Supplied material: Begin

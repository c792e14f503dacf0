// Copyright (c) 2025-2026 Adrian Robinson. Licensed under the AGPL-3.0.
// See LICENSE file in the project root for full license text.

use crate::record::Record;
use crate::value::{Value, ValueError};
use thiserror::Error;

#[derive(Error, Debug)]
pub enum StorageError {
    #[error("Item not found")]
    NotFound,
    #[error("No adapter registered for {kind}")]
    Unavailable { kind: String },
    #[error("Storage backend error: {0}")]
    Backend(String),
    #[error("Record '{id}' rejected: {reason}")]
    Rejected { id: String, reason: String },
    #[error("Operation not supported by adapter: {operation}")]
    Unsupported { operation: &'static str },
    #[error("Representation error: {0}")]
    Representation(#[from] ValueError),
}

/// Per-kind storage I/O.
///
/// The graph never talks to storage directly: persisting, deleting and
/// loading records all go through the adapter registered for the kind.
/// Calls are synchronous and never retried by the graph.
pub trait RecordAdapter<R: Record>: Send + Sync {
    /// Write the record's current state.
    fn persist(&self, record: &R) -> Result<(), StorageError>;

    /// Remove the record from storage.
    fn delete(&self, record: &R) -> Result<(), StorageError>;

    /// Load one record by identifier.
    fn find_by_id(&self, id: &R::Id) -> Result<Option<R>, StorageError>;

    /// Load every record whose `field` equals `value`.
    ///
    /// Default implementation reports the operation as unsupported.
    fn query_by_field(&self, field: &str, value: &Value) -> Result<Vec<R>, StorageError> {
        let _ = (field, value);
        Err(StorageError::Unsupported { operation: "query_by_field" })
    }
}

Supplied material: End

◆ Assignment
Filter the entries above and copy only the lines that hold "graph".

◆ Output of the exercise
/// The graph never talks to storage directly: persisting, deleting and
/// Calls are synchronous and never retried by the graph.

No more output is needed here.